First, a little background helps provide context for the opinion's discussion of some relatively technical aspects of Internet advertising. Third-party advertisers have created an extensive operation to track internet users’ online habits. To do so, they have set up cookies on first-party websites for which they are the third-party advertising vendor. The cookie functions like a tracking device, collecting data on who goes to what sites. Joining multiple cookies together provides even more data for the advertisers, which allows for more targeted ads; more targeted ads are more valuable to all of the non-consumer players in the advertising operation. Safari and Internet Explorer both have built in mechanisms to provide more privacy and circumvent this operation — what could be called cookie blockers, for example — which, in theory, made it much harder to track an internet user’s history on the web. According to the allegations, Google surreptitiously employed a code that automatically circumvented Safari's and Internet Explorer’s built-in cookie defense mechanisms.
Based on all of this, the plaintiffs brought a putative class action suit against Google (and a number of other defendants) on behalf of themselves and anyone in America who has used Safari or Internet Explorer, and also Google, to search the internet. They alleged violation of several California laws, as well as several federal laws — namely, the Wiretap Act, the Stored Communications Act, and the Computer Fraud and Abuse Act. The Court of Appeals affirmed the dismissal of the plaintiffs’ complaint and provided a couple of interesting holdings relevant to cybersecurity in doing so.
1) Third Circuit held that the plaintiffs did have standing to bring suit.
The defendants argued the opposite, pointing to the fact that, so far as anyone knew, the defendants didn’t suffer any economic harm. The court disagreed, holding that defendants don’t necessarily need to show actual monetary harm for standing and that the violation of a statute (like the Wiretap Act, for example) that creates a legal right is enough for standing. Stated in practical terms, if Google violated the statute, then that was enough for standing regardless of whether the defendants suffered monetary harm because of the violation.
2) The court addressed three federal statutes that deal with internet security, online advertising, and big data.
- One of the statutes at play was the Wiretap Act. The Wiretap Act bars a third party from intercepting “the content” of an electronic communication. According to the Third Circuit, URL information — which is historically viewed as a mere location identifier outside of the “content” category (and thus not subject to protection from the Wiretap Act) — could be “content” worthy of protection from the Wiretap Act. Whether it is so depends on context, specifically whether the URL demonstrates the type of information an internet user is seeking, the type of documents looked at, or anything beyond basic metadata-like or pen-register-like identifying information.
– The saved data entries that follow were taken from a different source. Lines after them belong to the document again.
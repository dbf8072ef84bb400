//! Serial port backend
//!
//! The transport only needs a reader half and a writer half over the same
//! device. `SystemSerial` provides them through the `serialport` crate;
//! tests substitute an in-memory device.

use std::io::{self, Read, Write};
use std::time::Duration;

use serialport::{DataBits, FlowControl, Parity, SerialPort, StopBits};

use super::transport::TransportError;

/// Default bounded wait of one read-loop iteration
pub const DEFAULT_READ_TIMEOUT: Duration = Duration::from_millis(500);

/// Where and how to open a connection
#[derive(Debug, Clone, PartialEq, Eq)]
pub struct PortSettings {
    pub port: String,
    pub baud_rate: u32,
    pub read_timeout: Duration,
}

impl PortSettings {
    pub fn new(port: impl Into<String>, baud_rate: u32) -> Self {
        Self {
            port: port.into(),
            baud_rate,
            read_timeout: DEFAULT_READ_TIMEOUT,
        }
    }

    pub fn with_read_timeout(mut self, read_timeout: Duration) -> Self {
        self.read_timeout = read_timeout;
        self
    }
}

/// Independent read and write handles to one device
pub struct SerialHalves {
    pub reader: Box<dyn Read + Send>,
    pub writer: Box<dyn Write + Send>,
}

/// Opens serial connections
pub trait SerialBackend: Send + Sync {
    fn open(&self, settings: &PortSettings) -> Result<SerialHalves, TransportError>;
}

/// Real serial ports, 8N1 without flow control
#[derive(Debug, Default, Clone, Copy)]
pub struct SystemSerial;

impl SerialBackend for SystemSerial {
    fn open(&self, settings: &PortSettings) -> Result<SerialHalves, TransportError> {
        let open_failed = |e: serialport::Error| TransportError::OpenFailed {
            port: settings.port.clone(),
            source: e.into(),
        };

        let port = serialport::new(&settings.port, settings.baud_rate)
            .data_bits(DataBits::Eight)
            .parity(Parity::None)
            .stop_bits(StopBits::One)
            .flow_control(FlowControl::None)
            .timeout(settings.read_timeout)
            .open()
            .map_err(open_failed)?;
        let writer = port.try_clone().map_err(open_failed)?;

        Ok(SerialHalves {
            reader: Box::new(PortHalf(port)),
            writer: Box::new(PortHalf(writer)),
        })
    }
}

/// List the serial devices present on this machine
pub fn available_ports() -> Result<Vec<String>, TransportError> {
    let ports = serialport::available_ports().map_err(|e| TransportError::PortList(e.into()))?;
    Ok(ports.into_iter().map(|port| port.port_name).collect())
}

/// One handle of a cloned `SerialPort`
struct PortHalf(Box<dyn SerialPort>);

impl Read for PortHalf {
    fn read(&mut self, buf: &mut [u8]) -> io::Result<usize> {
        self.0.read(buf)
    }
}

impl Write for PortHalf {
    fn write(&mut self, buf: &[u8]) -> io::Result<usize> {
        self.0.write(buf)
    }

    fn flush(&mut self) -> io::Result<()> {
        self.0.flush()
    }
}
The Third Circuit also explained the defendants’ Wiretap Act count failed nonetheless because of the Act’s safe harbor for claims based on communications to those who were “party to the communication” at issue. Here, because users are trying to access a given site, they would send the tracking information and URL content at issue to a company like Google no matter what. And regardless of what Google did with that information, that rendered Google an original party to the communication shielded by the Act’s safe-harbor provision.
- The court also addressed the Stored Communications Act (the SCA). The SCA prohibits a third party from accessing communications and related data stored at a facility through which an electronic communications service is provided. Here, the defendants’ claim failed because, according to the court, “a personal computing device is not a facility through which an electronic communication service is provided.” To this end, the SCA applies to centralized communication suppliers, such as telephone and email companies, but not personal computers.
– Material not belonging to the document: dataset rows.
//! upyterm - serial terminal and script runner for MicroPython boards
//!
//! # Quick Start
//!
//! ```text
//! upyterm ports                      # List serial devices
//! upyterm -p /dev/ttyUSB0            # Interactive terminal (Ctrl+] exits)
//! upyterm -p /dev/ttyUSB0 run foo.py # Run a script, print its output
//! upyterm -p /dev/ttyUSB0 ls         # List files on the board
//! ```

use std::env;
use std::fs;
use std::io::{self, Write};
use std::path::{Path, PathBuf};
use std::time::Duration;

use anyhow::{anyhow, bail, Context};
use crossterm::event::{self, Event, KeyCode, KeyEvent, KeyEventKind, KeyModifiers};
use crossterm::terminal;
use tracing::{error, info, warn};
use tracing_subscriber::{EnvFilter, FmtSubscriber};

use upyterm::config::{self, Config};
use upyterm::core::chain::{Worker, WorkerError};
use upyterm::core::exec::strip_completion_marker;
use upyterm::core::port::available_ports;
use upyterm::core::session::Session;
use upyterm::ui::KeyMapper;

/// Version string from Cargo.toml
const VERSION: &str = env!("CARGO_PKG_VERSION");

#[derive(Debug, Clone, PartialEq)]
enum Command {
    Ports,
    Term,
    Run(PathBuf),
    Ls,
    Help,
    Version,
}

/// Command line, before merging with the config file
#[derive(Debug, Clone, PartialEq)]
struct CliArgs {
    command: Command,
    port: Option<String>,
    baud_rate: Option<u32>,
    timeout_secs: Option<u64>,
}

fn print_help() {
    eprintln!("upyterm {} - Serial terminal for MicroPython boards", VERSION);
    eprintln!();
    eprintln!("Usage: upyterm [OPTIONS] [COMMAND]");
    eprintln!();
    eprintln!("Commands:");
    eprintln!("  term (default)        Interactive terminal, Ctrl+] to exit");
    eprintln!("  run <FILE>            Run a script on the board and print its output");
    eprintln!("  ls                    List files on the board");
    eprintln!("  ports                 List serial ports");
    eprintln!();
    eprintln!("Options:");
    eprintln!("  -p, --port <PORT>     Serial device (default: `port` from config)");
    eprintln!("  -b, --baud <RATE>     Baud rate (default: 115200)");
    eprintln!("  -t, --timeout <SECS>  Script timeout, 0 waits forever (default: 10)");
    eprintln!("  -v, --version         Show version");
    eprintln!("  -h, --help            Show this help");
    eprintln!();
    eprintln!("Configuration: ~/.upyterm/config.toml");
    eprintln!("Log file:      ~/.upyterm/upyterm.log");
}

fn parse_args(args: &[String]) -> Result<CliArgs, String> {
    let mut cli = CliArgs {
        command: Command::Term,
        port: None,
        baud_rate: None,
        timeout_secs: None,
    };
    let mut command: Option<Command> = None;
    let mut i = 0;

    fn value<'a>(args: &'a [String], i: usize, flag: &str) -> Result<&'a str, String> {
        args.get(i)
            .map(String::as_str)
            .ok_or_else(|| format!("Missing argument for {}", flag))
    }

    while i < args.len() {
        let arg = args[i].as_str();
        match arg {
            "-h" | "--help" => return Ok(CliArgs { command: Command::Help, ..cli }),
            "-v" | "--version" => return Ok(CliArgs { command: Command::Version, ..cli }),
            "-p" | "--port" => {
                i += 1;
                cli.port = Some(value(args, i, arg)?.to_string());
            }
            "-b" | "--baud" => {
                i += 1;
                let raw = value(args, i, arg)?;
                cli.baud_rate = Some(raw.parse().map_err(|_| format!("Invalid baud rate: {}", raw))?);
            }
            "-t" | "--timeout" => {
                i += 1;
                let raw = value(args, i, arg)?;
                cli.timeout_secs = Some(raw.parse().map_err(|_| format!("Invalid timeout: {}", raw))?);
            }
            _ if arg.starts_with('-') => {
                return Err(format!("Unknown argument: {}. Use -h for help.", arg));
            }
            _ if command.is_some() => {
                return Err(format!("Unexpected argument: {}", arg));
            }
            "ports" => command = Some(Command::Ports),
            "term" => command = Some(Command::Term),
            "ls" => command = Some(Command::Ls),
            "run" => {
                i += 1;
                command = Some(Command::Run(PathBuf::from(value(args, i, arg)?)));
            }
            _ => return Err(format!("Unknown command: {}. Use -h for help.", arg)),
        }
        i += 1;
    }

    if let Some(command) = command {
        cli.command = command;
    }
    Ok(cli)
}

/// Command line flags take precedence over the config file
fn merge(mut config: Config, cli: &CliArgs) -> Config {
    if let Some(port) = &cli.port {
        config.port = Some(port.clone());
    }
    if let Some(baud_rate) = cli.baud_rate {
        config.baud_rate = baud_rate;
    }
    if let Some(timeout_secs) = cli.timeout_secs {
        config.exec.timeout_secs = timeout_secs;
    }
    config
}

fn init_logging(config: &Config) {
    let log_path = config::app_dir()
        .map(|dir| dir.join("upyterm.log"))
        .unwrap_or_else(|| PathBuf::from("upyterm.log"));

    if let Some(parent) = log_path.parent() {
        let _ = fs::create_dir_all(parent);
    }

    let log_file = fs::OpenOptions::new()
        .create(true)
        .append(true)
        .open(&log_path)
        .ok();

    if let Some(file) = log_file {
        let filter = EnvFilter::try_new(&config.log_level).unwrap_or_else(|_| EnvFilter::new("info"));
        let subscriber = FmtSubscriber::builder()
            .with_env_filter(filter)
            .with_writer(std::sync::Mutex::new(file))
            .with_ansi(false)
            .finish();
        let _ = tracing::subscriber::set_global_default(subscriber);
    }
}

fn main() -> anyhow::Result<()> {
    let args: Vec<String> = env::args().skip(1).collect();
    let cli = match parse_args(&args) {
        Ok(cli) => cli,
        Err(e) => {
            eprintln!("Error: {}", e);
            eprintln!("Use --help for usage information");
            std::process::exit(1);
        }
    };

    match cli.command {
        Command::Help => {
            print_help();
            return Ok(());
        }
        Command::Version => {
            eprintln!("upyterm {}", VERSION);
            return Ok(());
        }
        _ => {}
    }

    let loaded = Config::try_load();
    let file_config = loaded.as_ref().cloned().unwrap_or_default();
    init_logging(&file_config);
    info!("upyterm {} starting...", VERSION);
    if let Err(e) = &loaded {
        warn!("{}; using defaults", e);
        eprintln!("Warning: {}; using defaults", e);
    }
    let config = merge(file_config, &cli);

    match &cli.command {
        Command::Ports => list_ports(),
        Command::Term => run_terminal(&config),
        Command::Run(path) => run_script(&config, path),
        Command::Ls => list_files(&config),
        Command::Help | Command::Version => Ok(()),
    }
}

fn list_ports() -> anyhow::Result<()> {
    let ports = available_ports()?;
    if ports.is_empty() {
        eprintln!("No serial ports found");
    }
    for port in ports {
        println!("{}", port);
    }
    Ok(())
}

/// Session opened on the configured port
fn connect(config: &Config) -> anyhow::Result<Session> {
    let port = config
        .port
        .clone()
        .ok_or_else(|| anyhow!("No serial port given; use --port or set `port` in ~/.upyterm/config.toml"))?;

    let session = Session::from_config(config);
    session.open(&port, config.baud_rate).map_err(|e| {
        error!("{}", e);
        e
    })?;
    Ok(session)
}

/// Script stdout and stderr from raw-prompt output (`OK<out>\x04<err>\x04`)
fn split_raw_output(captured: &[u8]) -> (String, String) {
    let body = strip_completion_marker(captured);
    let body = body.strip_prefix(b"OK").unwrap_or(body);

    let mut parts = body.splitn(3, |&b| b == 0x04);
    let stdout = parts.next().unwrap_or_default();
    let stderr = parts.next().unwrap_or_default();

    // The clear-screen statement sent ahead of the script prints first
    let stdout = stdout.strip_prefix(b"\x1bc\r\n").unwrap_or(stdout);
    (
        String::from_utf8_lossy(stdout).into_owned(),
        String::from_utf8_lossy(stderr).into_owned(),
    )
}

fn run_script(config: &Config, path: &Path) -> anyhow::Result<()> {
    let script = fs::read_to_string(path).with_context(|| format!("Failed to read {}", path.display()))?;
    let session = connect(config)?;

    info!("Running {}", path.display());
    let captured = session.exec().run_blocking(&script, config.exec_options())?;
    let (stdout, stderr) = split_raw_output(&captured);

    print!("{}", stdout);
    io::stdout().flush()?;
    if !stderr.is_empty() {
        eprint!("{}", stderr);
        bail!("{} raised an exception", path.display());
    }
    Ok(())
}

fn list_files(config: &Config) -> anyhow::Result<()> {
    let session = connect(config)?;
    for name in session.exec().list_dir(config.exec_options())? {
        println!("{}", name);
    }
    Ok(())
}

/// Copies device output to the host terminal
struct StdoutEcho;

impl Worker for StdoutEcho {
    fn name(&self) -> &str {
        "stdout"
    }

    fn offer(&mut self, chunk: &[u8]) -> Result<bool, WorkerError> {
        let mut stdout = io::stdout().lock();
        stdout
            .write_all(chunk)
            .and_then(|_| stdout.flush())
            .map_err(|e| WorkerError::Failed(e.to_string()))?;
        Ok(false)
    }

    fn is_permanent(&self) -> bool {
        true
    }
}

/// Ctrl+]. Unix terminals report the raw 0x1D byte as Ctrl+5.
fn is_exit_key(key: &KeyEvent) -> bool {
    matches!(key.code, KeyCode::Char(']') | KeyCode::Char('5'))
        && key.modifiers.contains(KeyModifiers::CONTROL)
}

fn run_terminal(config: &Config) -> anyhow::Result<()> {
    let session = connect(config)?;
    session.transport().register_worker(Box::new(StdoutEcho));

    if let Ok((cols, rows)) = terminal::size() {
        info!("Terminal size: {}x{}", cols, rows);
        session.screen().resize(rows, cols);
    }

    eprintln!(
        "Connected to {} at {} baud. Ctrl+] to exit.\r",
        session.port_name().unwrap_or_default(),
        config.baud_rate
    );

    terminal::enable_raw_mode()?;
    let result = run_main_loop(&session);
    let _ = terminal::disable_raw_mode();

    session.close();
    eprintln!();
    result
}

fn run_main_loop(session: &Session) -> anyhow::Result<()> {
    let poll_timeout = Duration::from_millis(20);

    loop {
        if event::poll(poll_timeout)? {
            match event::read()? {
                Event::Key(key) if key.kind == KeyEventKind::Press => {
                    if is_exit_key(&key) {
                        info!("Exit requested");
                        break;
                    }
                    if let Some(bytes) = KeyMapper::from_event(&key) {
                        session.write(&bytes)?;
                    }
                }
                Event::Resize(cols, rows) => session.screen().resize(rows, cols),
                _ => {}
            }
        }

        session.process_events();
        if !session.is_open() {
            error!("Connection lost");
            bail!("Connection to the device was lost");
        }
    }
    Ok(())
}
- Finally, the court addressed the Computer Fraud and Abuse Act (the CFAA). The CFAA prohibits a third party from intentionally accessing a computer without authorization and then obtaining information from a protected computer. The statute requires a plaintiff to show “damage or loss.” The plaintiffs argued that they properly pleaded loss given that their information, which is used as a currency or commodity, was impermissibly seized by Google’s cookie operation. The court disagreed, noting that the plaintiffs didn’t suffer loss, specifically because they failed to plead any intention to participate in a market where they could monetize their internet-usage information.